■ **WHAT IS REQUIRED**: Below are the entries to work from; restate word for word the portion that opens with the line containing "本模式下允许转出的最大数量(已按 net_stock 封顶)" and closes with the line containing "use crate::domain::types::RpType;", keeping both.

(Data items)
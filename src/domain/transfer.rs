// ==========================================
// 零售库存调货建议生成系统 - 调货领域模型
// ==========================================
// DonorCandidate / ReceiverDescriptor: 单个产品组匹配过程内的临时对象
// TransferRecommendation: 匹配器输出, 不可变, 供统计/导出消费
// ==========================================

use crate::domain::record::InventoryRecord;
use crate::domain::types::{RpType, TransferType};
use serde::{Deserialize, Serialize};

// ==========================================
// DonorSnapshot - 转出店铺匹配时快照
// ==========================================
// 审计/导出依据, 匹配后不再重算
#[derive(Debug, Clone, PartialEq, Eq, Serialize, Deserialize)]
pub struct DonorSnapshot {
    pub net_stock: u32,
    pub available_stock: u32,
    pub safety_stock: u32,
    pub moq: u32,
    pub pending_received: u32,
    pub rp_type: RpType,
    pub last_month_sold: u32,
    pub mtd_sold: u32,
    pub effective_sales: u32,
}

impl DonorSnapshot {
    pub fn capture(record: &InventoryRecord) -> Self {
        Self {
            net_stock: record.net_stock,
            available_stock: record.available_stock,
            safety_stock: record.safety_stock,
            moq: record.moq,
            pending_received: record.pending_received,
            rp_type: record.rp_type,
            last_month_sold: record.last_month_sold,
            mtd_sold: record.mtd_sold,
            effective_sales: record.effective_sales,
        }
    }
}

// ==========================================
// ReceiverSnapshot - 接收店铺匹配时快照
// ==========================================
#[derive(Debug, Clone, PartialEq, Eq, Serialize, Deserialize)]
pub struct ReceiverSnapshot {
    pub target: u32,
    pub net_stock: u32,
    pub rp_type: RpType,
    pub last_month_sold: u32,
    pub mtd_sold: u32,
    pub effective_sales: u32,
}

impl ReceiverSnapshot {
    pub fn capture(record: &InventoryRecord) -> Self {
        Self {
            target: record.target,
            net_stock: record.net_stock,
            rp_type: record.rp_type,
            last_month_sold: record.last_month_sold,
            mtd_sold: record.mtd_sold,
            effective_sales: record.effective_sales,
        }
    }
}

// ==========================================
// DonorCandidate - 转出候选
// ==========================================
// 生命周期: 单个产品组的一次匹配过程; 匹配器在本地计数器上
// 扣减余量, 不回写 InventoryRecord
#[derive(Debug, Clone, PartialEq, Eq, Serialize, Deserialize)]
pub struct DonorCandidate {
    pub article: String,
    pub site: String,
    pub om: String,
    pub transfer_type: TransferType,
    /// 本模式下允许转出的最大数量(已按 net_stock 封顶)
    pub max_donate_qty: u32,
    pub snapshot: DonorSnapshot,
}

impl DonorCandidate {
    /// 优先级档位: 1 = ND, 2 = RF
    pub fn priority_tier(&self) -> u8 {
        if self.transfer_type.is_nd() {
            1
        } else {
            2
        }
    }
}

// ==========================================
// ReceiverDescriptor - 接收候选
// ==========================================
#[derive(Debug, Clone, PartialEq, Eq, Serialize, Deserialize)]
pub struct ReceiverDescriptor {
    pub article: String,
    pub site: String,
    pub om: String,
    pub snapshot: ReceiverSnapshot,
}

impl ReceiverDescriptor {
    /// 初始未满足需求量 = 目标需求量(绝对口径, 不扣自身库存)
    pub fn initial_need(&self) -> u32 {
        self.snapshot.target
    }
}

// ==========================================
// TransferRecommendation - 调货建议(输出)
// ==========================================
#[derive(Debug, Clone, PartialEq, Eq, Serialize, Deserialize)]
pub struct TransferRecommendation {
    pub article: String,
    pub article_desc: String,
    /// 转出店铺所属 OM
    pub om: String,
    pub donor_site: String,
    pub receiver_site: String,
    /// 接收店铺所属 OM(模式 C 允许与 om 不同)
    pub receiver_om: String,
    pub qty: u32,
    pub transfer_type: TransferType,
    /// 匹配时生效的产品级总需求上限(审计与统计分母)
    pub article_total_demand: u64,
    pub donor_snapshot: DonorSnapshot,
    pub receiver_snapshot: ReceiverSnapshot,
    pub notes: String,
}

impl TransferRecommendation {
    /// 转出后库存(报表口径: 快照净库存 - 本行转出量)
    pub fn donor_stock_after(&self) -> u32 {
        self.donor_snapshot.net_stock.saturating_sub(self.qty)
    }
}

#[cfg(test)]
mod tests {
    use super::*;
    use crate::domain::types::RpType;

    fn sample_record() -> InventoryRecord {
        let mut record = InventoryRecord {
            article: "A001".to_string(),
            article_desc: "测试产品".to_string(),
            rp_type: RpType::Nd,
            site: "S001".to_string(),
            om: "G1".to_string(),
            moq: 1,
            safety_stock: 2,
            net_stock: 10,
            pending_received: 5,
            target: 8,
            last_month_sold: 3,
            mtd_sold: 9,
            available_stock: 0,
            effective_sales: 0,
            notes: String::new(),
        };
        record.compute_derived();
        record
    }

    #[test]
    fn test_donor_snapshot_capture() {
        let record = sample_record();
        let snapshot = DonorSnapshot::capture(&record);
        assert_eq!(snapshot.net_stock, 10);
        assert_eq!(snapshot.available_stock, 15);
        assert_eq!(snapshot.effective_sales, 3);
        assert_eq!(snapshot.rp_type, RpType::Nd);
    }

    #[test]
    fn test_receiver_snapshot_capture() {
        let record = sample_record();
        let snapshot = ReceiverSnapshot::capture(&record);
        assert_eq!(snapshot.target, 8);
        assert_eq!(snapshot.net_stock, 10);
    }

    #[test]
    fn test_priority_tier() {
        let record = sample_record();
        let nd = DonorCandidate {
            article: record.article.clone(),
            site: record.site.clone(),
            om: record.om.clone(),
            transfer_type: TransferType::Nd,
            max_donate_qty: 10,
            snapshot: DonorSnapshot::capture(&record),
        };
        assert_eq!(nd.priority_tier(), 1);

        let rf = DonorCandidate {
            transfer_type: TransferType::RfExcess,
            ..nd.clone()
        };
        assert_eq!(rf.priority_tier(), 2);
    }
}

■ **RESPONSE BOX**:
    /// 本模式下允许转出的最大数量(已按 net_stock 封顶)
    pub max_donate_qty: u32,
    pub snapshot: DonorSnapshot,
}

impl DonorCandidate {
    /// 优先级档位: 1 = ND, 2 = RF
    pub fn priority_tier(&self) -> u8 {
        if self.transfer_type.is_nd() {
            1
        } else {
            2
        }
    }
}

// ==========================================
// ReceiverDescriptor - 接收候选
// ==========================================
#[derive(Debug, Clone, PartialEq, Eq, Serialize, Deserialize)]
pub struct ReceiverDescriptor {
    pub article: String,
    pub site: String,
    pub om: String,
    pub snapshot: ReceiverSnapshot,
}

impl ReceiverDescriptor {
    /// 初始未满足需求量 = 目标需求量(绝对口径, 不扣自身库存)
    pub fn initial_need(&self) -> u32 {
        self.snapshot.target
    }
}

// ==========================================
// TransferRecommendation - 调货建议(输出)
// ==========================================
#[derive(Debug, Clone, PartialEq, Eq, Serialize, Deserialize)]
pub struct TransferRecommendation {
    pub article: String,
    pub article_desc: String,
    /// 转出店铺所属 OM
    pub om: String,
    pub donor_site: String,
    pub receiver_site: String,
    /// 接收店铺所属 OM(模式 C 允许与 om 不同)
    pub receiver_om: String,
    pub qty: u32,
    pub transfer_type: TransferType,
    /// 匹配时生效的产品级总需求上限(审计与统计分母)
    pub article_total_demand: u64,
    pub donor_snapshot: DonorSnapshot,
    pub receiver_snapshot: ReceiverSnapshot,
    pub notes: String,
}

impl TransferRecommendation {
    /// 转出后库存(报表口径: 快照净库存 - 本行转出量)
    pub fn donor_stock_after(&self) -> u32 {
        self.donor_snapshot.net_stock.saturating_sub(self.qty)
    }
}

#[cfg(test)]
mod tests {
    use super::*;
    use crate::domain::types::RpType;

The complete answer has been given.